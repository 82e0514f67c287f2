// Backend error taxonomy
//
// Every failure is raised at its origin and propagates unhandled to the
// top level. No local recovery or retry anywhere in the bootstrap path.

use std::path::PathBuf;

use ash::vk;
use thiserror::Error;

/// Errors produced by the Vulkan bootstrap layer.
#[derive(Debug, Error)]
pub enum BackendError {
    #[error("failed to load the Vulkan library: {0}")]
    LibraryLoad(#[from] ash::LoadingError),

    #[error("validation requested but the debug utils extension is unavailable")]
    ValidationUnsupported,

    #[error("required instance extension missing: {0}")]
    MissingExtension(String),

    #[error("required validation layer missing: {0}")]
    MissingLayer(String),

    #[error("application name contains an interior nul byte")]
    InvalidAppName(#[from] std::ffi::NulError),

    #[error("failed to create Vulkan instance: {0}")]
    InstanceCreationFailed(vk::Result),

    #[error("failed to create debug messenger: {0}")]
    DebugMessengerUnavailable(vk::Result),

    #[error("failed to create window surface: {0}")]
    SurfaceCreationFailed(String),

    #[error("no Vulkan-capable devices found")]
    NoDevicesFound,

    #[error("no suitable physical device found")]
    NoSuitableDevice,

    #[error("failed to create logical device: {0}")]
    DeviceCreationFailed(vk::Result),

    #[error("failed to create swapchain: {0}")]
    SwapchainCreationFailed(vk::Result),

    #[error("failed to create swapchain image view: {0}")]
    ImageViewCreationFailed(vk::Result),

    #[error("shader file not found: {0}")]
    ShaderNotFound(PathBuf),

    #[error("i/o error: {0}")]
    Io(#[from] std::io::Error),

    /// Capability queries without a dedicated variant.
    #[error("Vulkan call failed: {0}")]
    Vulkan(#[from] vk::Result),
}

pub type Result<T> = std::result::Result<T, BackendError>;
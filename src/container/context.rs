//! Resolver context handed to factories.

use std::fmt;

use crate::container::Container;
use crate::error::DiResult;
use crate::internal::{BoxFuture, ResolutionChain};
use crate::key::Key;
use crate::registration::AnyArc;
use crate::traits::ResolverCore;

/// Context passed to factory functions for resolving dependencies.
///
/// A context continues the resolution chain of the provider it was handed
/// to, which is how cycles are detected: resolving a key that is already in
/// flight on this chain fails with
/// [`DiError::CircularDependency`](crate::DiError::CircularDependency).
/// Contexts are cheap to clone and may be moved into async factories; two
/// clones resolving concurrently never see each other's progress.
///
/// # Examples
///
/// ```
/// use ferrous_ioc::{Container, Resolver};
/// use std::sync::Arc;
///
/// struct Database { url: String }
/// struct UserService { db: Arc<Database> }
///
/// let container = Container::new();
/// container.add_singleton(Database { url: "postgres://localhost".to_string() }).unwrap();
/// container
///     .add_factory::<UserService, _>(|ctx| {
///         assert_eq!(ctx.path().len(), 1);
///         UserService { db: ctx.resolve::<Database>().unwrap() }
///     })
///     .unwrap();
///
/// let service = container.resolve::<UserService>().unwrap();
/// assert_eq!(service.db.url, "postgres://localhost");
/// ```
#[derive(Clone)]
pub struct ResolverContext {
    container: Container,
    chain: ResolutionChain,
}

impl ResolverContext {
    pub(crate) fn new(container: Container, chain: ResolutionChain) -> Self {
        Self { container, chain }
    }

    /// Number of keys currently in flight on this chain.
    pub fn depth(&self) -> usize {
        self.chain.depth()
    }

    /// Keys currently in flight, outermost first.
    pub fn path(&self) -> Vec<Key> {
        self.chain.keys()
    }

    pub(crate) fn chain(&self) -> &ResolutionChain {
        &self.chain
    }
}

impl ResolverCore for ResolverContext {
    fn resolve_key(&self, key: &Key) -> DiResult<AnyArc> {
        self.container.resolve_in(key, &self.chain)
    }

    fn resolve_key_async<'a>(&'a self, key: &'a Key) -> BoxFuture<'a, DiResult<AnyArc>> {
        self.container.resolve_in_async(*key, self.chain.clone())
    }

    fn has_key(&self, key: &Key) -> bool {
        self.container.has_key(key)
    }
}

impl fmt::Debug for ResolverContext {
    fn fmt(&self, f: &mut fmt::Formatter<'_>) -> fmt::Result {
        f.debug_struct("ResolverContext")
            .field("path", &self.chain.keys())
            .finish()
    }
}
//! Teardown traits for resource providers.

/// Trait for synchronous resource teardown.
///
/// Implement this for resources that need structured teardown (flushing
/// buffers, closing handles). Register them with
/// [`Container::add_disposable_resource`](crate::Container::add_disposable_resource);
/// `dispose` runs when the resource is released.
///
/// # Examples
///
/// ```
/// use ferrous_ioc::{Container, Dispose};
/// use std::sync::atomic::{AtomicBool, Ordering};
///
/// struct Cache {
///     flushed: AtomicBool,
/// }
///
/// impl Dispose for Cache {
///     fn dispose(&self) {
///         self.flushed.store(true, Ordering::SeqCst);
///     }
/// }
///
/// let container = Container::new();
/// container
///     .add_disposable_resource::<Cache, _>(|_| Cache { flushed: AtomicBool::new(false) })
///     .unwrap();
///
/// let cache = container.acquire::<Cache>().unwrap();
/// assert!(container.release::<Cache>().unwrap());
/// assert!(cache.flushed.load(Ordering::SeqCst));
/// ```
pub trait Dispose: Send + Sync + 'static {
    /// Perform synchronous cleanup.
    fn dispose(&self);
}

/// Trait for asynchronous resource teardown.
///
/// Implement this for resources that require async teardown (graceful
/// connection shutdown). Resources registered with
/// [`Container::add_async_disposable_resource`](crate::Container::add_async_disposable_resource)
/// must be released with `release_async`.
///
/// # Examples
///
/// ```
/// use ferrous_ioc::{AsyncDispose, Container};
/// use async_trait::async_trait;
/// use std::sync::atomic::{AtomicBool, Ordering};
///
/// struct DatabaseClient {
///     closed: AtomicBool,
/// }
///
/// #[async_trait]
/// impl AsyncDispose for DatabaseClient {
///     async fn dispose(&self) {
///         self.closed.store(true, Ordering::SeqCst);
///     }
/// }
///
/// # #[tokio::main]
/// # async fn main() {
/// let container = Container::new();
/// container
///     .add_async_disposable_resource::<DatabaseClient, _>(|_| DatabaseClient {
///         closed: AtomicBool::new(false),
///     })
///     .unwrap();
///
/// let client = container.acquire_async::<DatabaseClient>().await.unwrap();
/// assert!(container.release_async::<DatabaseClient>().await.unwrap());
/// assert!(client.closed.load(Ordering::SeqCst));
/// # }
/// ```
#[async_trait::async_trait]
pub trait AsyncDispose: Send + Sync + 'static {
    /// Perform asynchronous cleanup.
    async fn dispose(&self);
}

TASK OBJECTIVE: Retrieve each line from the records above where the word "closed" occurs.

RESULT OF THIS EXERCISE:
///     closed: AtomicBool,
///         self.closed.store(true, Ordering::SeqCst);
///         closed: AtomicBool::new(false),
/// assert!(client.closed.load(Ordering::SeqCst));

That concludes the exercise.